GRESB is a global real estate benchmark that assesses
Environmental, Social and Governance performance. AEWU achieved two
stars in its seventh submission year, improving on its 2021 score
to achieve an overall score of 67 out of 100 against a peer group
average of 65. Much of the GRESB score relates to data coverage and
due to the high percentage of assets in the AEWU portfolio with
tenant-procured utilities, the Company does not score as well as
peers with a smaller holding of single-let assets.
Succession Planning
Both Bim Sandhu and I have been Directors since the Company's
IPO in June 2015. In seeking to comply with best corporate
governance practice, we both intend to resign by 2024. In order to
stagger our departures, we have determined that Bim, who chairs the
Audit Committee, will resign at the AGM in September 2023 and I
will resign at the AGM in 2024. The Board has also determined that
our successors should have sufficient time to familiarise
themselves with the Company before they formally take over our
respective roles. With that in mind, in July 2022 the Board
appointed Trust Associates, a firm specialising in recruiting NEDs
for the investment trust sector, to produce a short list of eight
candidates who would be suitable for the role of Audit Chairman.

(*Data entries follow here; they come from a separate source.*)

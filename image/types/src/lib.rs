/*++

Licensed under the Apache-2.0 license.

File Name:

   lib.rs

Abstract:

    File contains data structures for the Light Secure (LS) ucode blob that
    is staged in non-WPR memory and consumed by the ACR High Secure (HS) ucode.

    Blob Pattern:

    [ WPR Header Table      | 256B aligned ]
    [ Sub-WPR Header Table  | 256B aligned, discrete memory only ]
    [ Shared Sub-WPR data   | 4KiB aligned, discrete memory only ]
    [ LSB Header #0         | 256B aligned ]
    [ ucode code+data #0    | 4KiB aligned ]
    [ bootloader data #0    | 256B aligned ]
    [ LSB Header #1 ] ...

--*/

#![cfg_attr(not(feature = "std"), no_std)]

mod falcon;
pub mod layout;
mod signature;
mod status;
mod table;

use core::mem::{offset_of, size_of};
use core::ops::Range;

use memoffset::span_of;
use zerocopy::{FromBytes, FromZeros, Immutable, IntoBytes, KnownLayout};

pub use falcon::{FalconId, SubWprUseCase};
pub use signature::{DepMap, DepMapEntry, LsSignature};
pub use status::LsfImageStatus;
pub use table::{SubWprTable, WprHeaderTable};

pub use acr_error::{AcrError, AcrResult};

/// One past the largest Falcon identity; also the WPR header table capacity
pub const FALCON_ID_END: u32 = 11;
pub const FALCON_ID_INVALID: u32 = 0xFFFF_FFFF;
pub const MAX_FALCON_COUNT: usize = FALCON_ID_END as usize;

//
// Light Secure WPR content alignments
//
pub const LSF_WPR_HEADER_ALIGNMENT: u32 = 256;
pub const LSF_SUB_WPR_HEADER_ALIGNMENT: u32 = 256;
pub const LSF_LSB_HEADER_ALIGNMENT: u32 = 256;
pub const LSF_BL_DATA_ALIGNMENT: u32 = 256;
pub const LSF_BL_DATA_SIZE_ALIGNMENT: u32 = 256;
pub const LSF_BL_CODE_SIZE_ALIGNMENT: u32 = 256;
pub const LSF_DATA_SIZE_ALIGNMENT: u32 = 256;
pub const LSF_CODE_SIZE_ALIGNMENT: u32 = 256;

/// Ucode surface is aligned to a 4K page
pub const LSF_UCODE_DATA_ALIGNMENT: u32 = 4096;

/// MMU expects sub-WPR sizes in units of 4K
pub const SUB_WPR_SIZE_ALIGNMENT: u32 = 4096;
pub const SHIFT_4KB: u32 = 12;

/// Region addresses in the ACR descriptor are stored in 256 byte units
pub const ACR_REGION_ADDR_SHIFT: u32 = 8;

pub const LSF_UCODE_KEY_SIZE: usize = 16;
pub const LSF_KDF_SIZE: usize = 16;

/// Dependency map capacity in 32-bit words; one entry is a (falcon id, hash) word pair
pub const LSF_DEP_MAP_WORD_COUNT: usize = MAX_FALCON_COUNT * 2;
pub const LSF_DEP_MAP_BYTE_SIZE: usize = LSF_DEP_MAP_WORD_COUNT * 4;
pub const LSF_DEP_MAP_MAX_ENTRIES: usize = LSF_DEP_MAP_WORD_COUNT / 2;

pub const NVGPU_FLCN_ACR_MAX_REGIONS: usize = 2;
pub const LSF_BOOTSTRAP_OWNER_RESERVED_DMEM_SIZE: usize = 0x200;

pub const LSF_SHARED_DATA_SUB_WPR_USE_CASE_ID_INVALID: u32 = 0xFFFF_FFFF;
pub const MAX_SUPPORTED_SHARED_SUB_WPR_USE_CASES: usize = 2;

/// Static sizes of shared sub-WPRs, in 4K units
pub const LSF_SHARED_DATA_SUB_WPR_FRTS_VBIOS_TABLES_SIZE_IN_4K: u32 = 0x100;
pub const LSF_SHARED_DATA_SUB_WPR_PLAYREADY_SHARED_DATA_SIZE_IN_4K: u32 = 0x1;

pub const LS_FALCON_UCODE_DATE_SIZE: usize = 64;
pub const LS_FALCON_UCODE_MAX_OVERLAYS: usize = 64;

bitflags::bitflags! {
    /// LSB header flag word
    #[derive(Default, Copy, Clone, Debug, Eq, PartialEq)]
    pub struct LsbFlags : u32 {
        /// Load the bootloader at IMEM offset zero
        const LOAD_CODE_AT_0 = 1 << 0;
        /// The falcon requires a DMA context before issuing DMAs
        const DMACTL_REQ_CTX = 1 << 2;
        /// Use the priv loading method instead of bootloader/DMAs
        const FORCE_PRIV_LOAD = 1 << 3;
    }
}

/// Light Secure WPR header
///
/// One record per managed falcon, allowing the HS ucode to bootstrap it.
#[repr(C)]
#[derive(IntoBytes, FromBytes, Immutable, KnownLayout, Default, Debug, Copy, Clone, Eq, PartialEq)]
pub struct LsfWprHeader {
    /// LS falcon ID
    pub falcon_id: u32,

    /// LSB header offset from the non-WPR base
    pub lsb_offset: u32,

    /// Falcon that runs the HS ucode and bootstraps the others
    pub bootstrap_owner: u32,

    /// 1 - skip bootstrapping by the HS ucode
    pub lazy_bootstrap: u32,

    /// LS ucode binary version
    pub bin_version: u32,

    /// Status written by the HS ucode
    pub status: u32,
}

impl LsfWprHeader {
    /// Returns the byte range of the `status` field within the header
    pub fn status_range() -> Range<u32> {
        let span = span_of!(LsfWprHeader, status);
        span.start as u32..span.end as u32
    }

    pub fn is_lazy(&self) -> bool {
        self.lazy_bootstrap != 0
    }
}

/// Code/data signature details of an LS falcon
#[repr(C)]
#[derive(IntoBytes, FromBytes, Immutable, KnownLayout, Debug, Copy, Clone, Eq, PartialEq)]
pub struct LsfUcodeDesc {
    /// Production signatures
    pub prd_keys: [[u8; LSF_UCODE_KEY_SIZE]; 2],

    /// Debug signatures
    pub dbg_keys: [[u8; LSF_UCODE_KEY_SIZE]; 2],

    pub b_prd_present: u32,

    pub b_dbg_present: u32,

    pub falcon_id: u32,

    /// Include `version` in the signature calculation
    pub bsupports_versioning: u32,

    pub version: u32,

    /// Valid (falcon id, hash) pairs in `dep_map`
    pub dep_map_count: u32,

    /// Packed dependency map used to compute the DM hashes on code and data
    pub dep_map: [u8; LSF_DEP_MAP_BYTE_SIZE],

    /// Message used to derive key
    pub kdf: [u8; LSF_KDF_SIZE],
}

impl Default for LsfUcodeDesc {
    fn default() -> Self {
        Self::new_zeroed()
    }
}

/// Light Secure Bootstrap header
#[repr(C)]
#[derive(IntoBytes, FromBytes, Immutable, KnownLayout, Default, Debug, Copy, Clone, Eq, PartialEq)]
pub struct LsfLsbHeader {
    /// Code/data signature details
    pub signature: LsfUcodeDesc,

    /// Offset from the non-WPR base of the ucode image
    pub ucode_off: u32,

    /// Bytes copied into IMEM by the HS ucode
    pub ucode_size: u32,

    /// Bytes copied into DMEM by the HS ucode
    pub data_size: u32,

    /// Bootloader size loaded by the bootstrap owner
    pub bl_code_size: u32,

    /// Bootloader starting IMEM virtual address
    pub bl_imem_off: u32,

    /// Offset from the non-WPR base of the bootloader data
    pub bl_data_off: u32,

    pub bl_data_size: u32,

    pub app_code_off: u32,

    pub app_code_size: u32,

    pub app_data_off: u32,

    pub app_data_size: u32,

    /// See `LsbFlags`
    pub flags: u32,
}

impl LsfLsbHeader {
    pub fn lsb_flags(&self) -> LsbFlags {
        LsbFlags::from_bits_truncate(self.flags)
    }
}

/// 64-bit DMA address split the way the falcon reads it
#[repr(C)]
#[derive(IntoBytes, FromBytes, Immutable, KnownLayout, Default, Debug, Copy, Clone, Eq, PartialEq)]
pub struct FalconU64 {
    pub lo: u32,
    pub hi: u32,
}

impl From<u64> for FalconU64 {
    fn from(value: u64) -> Self {
        Self {
            lo: value as u32,
            hi: (value >> 32) as u32,
        }
    }
}

impl From<FalconU64> for u64 {
    fn from(value: FalconU64) -> Self {
        (u64::from(value.hi) << 32) | u64::from(value.lo)
    }
}

/// Descriptor the bootloader copies into DMEM to load the rest of the falcon code
#[repr(C)]
#[derive(IntoBytes, FromBytes, Immutable, KnownLayout, Default, Debug, Copy, Clone, Eq, PartialEq)]
pub struct FlcnBlDmemDesc {
    /// Must stay the first member
    pub reserved: [u32; 4],

    /// Signature of the secure code, zero if there is none
    pub signature: [u32; 4],

    /// Memory aperture DMA index
    pub ctx_dma: u32,

    /// 256B aligned physical address of the code
    pub code_dma_base: FalconU64,

    /// Offset from `code_dma_base` of the non-secure code
    pub non_sec_code_off: u32,

    pub non_sec_code_size: u32,

    /// Offset from `code_dma_base` of the secure code
    pub sec_code_off: u32,

    pub sec_code_size: u32,

    pub code_entry_point: u32,

    /// 256B aligned physical address of the data
    pub data_dma_base: FalconU64,

    pub data_size: u32,

    pub argc: u32,

    pub argv: u32,
}

/// Properties of an individual WPR region
///
/// All zero tells the HS ucode to fetch the region from hardware.
#[repr(C)]
#[derive(IntoBytes, FromBytes, Immutable, KnownLayout, Default, Debug, Copy, Clone, Eq, PartialEq)]
pub struct FlcnAcrRegionProp {
    /// Start address, 256B units
    pub start_addr: u32,

    /// End address, 256B units
    pub end_addr: u32,

    pub region_id: u32,

    pub read_mask: u32,

    pub write_mask: u32,

    /// Clients currently using this region
    pub client_mask: u32,

    /// Location the region contents are copied from, 256B units
    pub shadow_mem_start_addr: u32,
}

#[repr(C)]
#[derive(IntoBytes, FromBytes, Immutable, KnownLayout, Default, Debug, Copy, Clone, Eq, PartialEq)]
pub struct FlcnAcrRegions {
    pub no_regions: u32,

    pub region_props: [FlcnAcrRegionProp; NVGPU_FLCN_ACR_MAX_REGIONS],
}

/// Room for the bootstrap owner's own DMEM image
#[repr(C)]
#[derive(IntoBytes, FromBytes, Immutable, KnownLayout, Debug, Copy, Clone, Eq, PartialEq)]
pub struct UcodeReservedSpace {
    pub reserved_dmem: [u32; LSF_BOOTSTRAP_OWNER_RESERVED_DMEM_SIZE / 4],
}

impl Default for UcodeReservedSpace {
    fn default() -> Self {
        Self::new_zeroed()
    }
}

/// Descriptor the HS ucode reads to locate the WPR and non-WPR blob
#[repr(C)]
#[derive(IntoBytes, FromBytes, Immutable, KnownLayout, Default, Debug, Copy, Clone, Eq, PartialEq)]
pub struct FlcnAcrDesc {
    /// Overwritten by the bootstrap owner's LS DMEM image; must stay first
    pub ucode_reserved_space: UcodeReservedSpace,

    /// Signature of the ACR ucode
    pub signatures: [u32; 4],

    /// WPR region holding the WPR header, 0 to fetch from hardware
    pub wpr_region_id: u32,

    /// Offset from the non-WPR base of the WPR header table
    pub wpr_offset: u32,

    /// Usable memory ranges
    pub mmu_mem_range: u32,

    pub regions: FlcnAcrRegions,

    pub nonwpr_ucode_blob_size: u32,

    _rsvd: u32,

    pub nonwpr_ucode_blob_start: u64,

    pub dummy: [u32; 4],
}

impl FlcnAcrDesc {
    /// Returns the `Range<u32>` of the fields that survive the reserved space being overwritten
    pub fn live_range() -> Range<u32> {
        let span = span_of!(FlcnAcrDesc, signatures..);
        span.start as u32..span.end as u32
    }
}

/// Shared sub-WPR header
#[repr(C)]
#[derive(IntoBytes, FromBytes, Immutable, KnownLayout, Default, Debug, Copy, Clone, Eq, PartialEq)]
pub struct LsfSharedSubWprHeader {
    pub use_case_id: u32,

    /// Start offset from the WPR base, 4K units
    pub start_addr: u32,

    pub size_4k: u32,
}

#[repr(C)]
#[derive(IntoBytes, FromBytes, Immutable, KnownLayout, Default, Debug, Copy, Clone, Eq, PartialEq)]
pub struct LsFalconUcodeOverlay {
    pub start: u32,
    pub size: u32,
}

/// Descriptor shipped alongside every LS falcon ucode image
#[repr(C)]
#[derive(IntoBytes, FromBytes, Immutable, KnownLayout, Debug, Copy, Clone, Eq, PartialEq)]
pub struct LsFalconUcodeDesc {
    pub descriptor_size: u32,
    pub image_size: u32,
    pub tools_version: u32,
    pub app_version: u32,
    pub date: [u8; LS_FALCON_UCODE_DATE_SIZE],
    pub bootloader_start_offset: u32,
    pub bootloader_size: u32,
    pub bootloader_imem_offset: u32,
    pub bootloader_entry_point: u32,
    pub app_start_offset: u32,
    pub app_size: u32,
    pub app_imem_offset: u32,
    pub app_imem_entry: u32,
    pub app_dmem_offset: u32,
    pub app_resident_code_offset: u32,
    pub app_resident_code_size: u32,
    pub app_resident_data_offset: u32,
    pub app_resident_data_size: u32,
    pub nb_imem_overlays: u32,
    pub nb_dmem_overlays: u32,
    pub load_ovl: [LsFalconUcodeOverlay; LS_FALCON_UCODE_MAX_OVERLAYS],
    pub compressed: u32,
}

impl Default for LsFalconUcodeDesc {
    fn default() -> Self {
        Self::new_zeroed()
    }
}

impl LsFalconUcodeDesc {
    pub fn bootloader_range(&self) -> Range<u64> {
        let start = u64::from(self.bootloader_start_offset);
        start..start + u64::from(self.bootloader_size)
    }

    pub fn app_range(&self) -> Range<u64> {
        let start = u64::from(self.app_start_offset);
        start..start + u64::from(self.app_size)
    }
}

pub const LSF_WPR_HEADER_SIZE: usize = size_of::<LsfWprHeader>();
pub const LSF_LSB_HEADER_SIZE: usize = size_of::<LsfLsbHeader>();
pub const FLCN_BL_DMEM_DESC_SIZE: usize = size_of::<FlcnBlDmemDesc>();
pub const FLCN_ACR_DESC_SIZE: usize = size_of::<FlcnAcrDesc>();
pub const LSF_SUB_WPR_HEADER_SIZE: usize = size_of::<LsfSharedSubWprHeader>();
pub const LS_FALCON_UCODE_DESC_SIZE: usize = size_of::<LsFalconUcodeDesc>();

const _: () = assert!(size_of::<LsfWprHeader>() == 24);
const _: () = assert!(size_of::<LsfUcodeDesc>() == 192);
const _: () = assert!(size_of::<LsfLsbHeader>() == 240);
const _: () = assert!(size_of::<FlcnBlDmemDesc>() == 84);
const _: () = assert!(size_of::<FlcnAcrRegionProp>() == 28);
const _: () = assert!(size_of::<UcodeReservedSpace>() == LSF_BOOTSTRAP_OWNER_RESERVED_DMEM_SIZE);
const _: () = assert!(offset_of!(FlcnAcrDesc, ucode_reserved_space) == 0);
const _: () = assert!(offset_of!(FlcnAcrDesc, nonwpr_ucode_blob_start) % 8 == 0);
const _: () = assert!(size_of::<FlcnAcrDesc>() == 632);
const _: () = assert!(size_of::<LsfSharedSubWprHeader>() == 12);
const _: () = assert!(size_of::<LsFalconUcodeDesc>() == 656);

Four of the candidates were interviewed by the Board in October
2022 and were invited to a separate meeting with the Investment
Manager. Following this extensive search, I am delighted to welcome
to the Board Mark Kirkland, who was appointed as Non-Executive
Director and Audit Committee Chairman designate with effect from 9
November 2022 and will take over From Bim at the AGM in September
2023. Mark brings extensive corporate experience gained over 30
years, having held numerous senior roles in public and private
companies. Mark's initial career was in corporate finance,
predominately with UBS Limited. He has been CFO of numerous public
and private companies and latterly was CEO of Delin Property, a
pan-European logistics developer, investor and manager. He is
currently a NED and Audit Committee Chairman of Strix Group plc,
and an Advisor to DP World. We will begin the process of finding my
successor in mid-2023.
Outlook
The Board and Investment Manager believe that the Company is as
defensively positioned as possible against the current challenging
backdrop. Whilst further near-term value decline is expected, the
Company's fixed cost of debt and book values which are closer to
long term value fundamentals, such as alternative use values and
replacement cost, provide a robust outlook for the portfolio over
the long term. The portfolio's current high weighting to cash and
value investment style leave it well placed to benefit from
upcoming investment opportunities. The strategy's approach, being
unconstrained by sector, and its active management style of the
portfolio provide a strong basis for counter-cyclical performance.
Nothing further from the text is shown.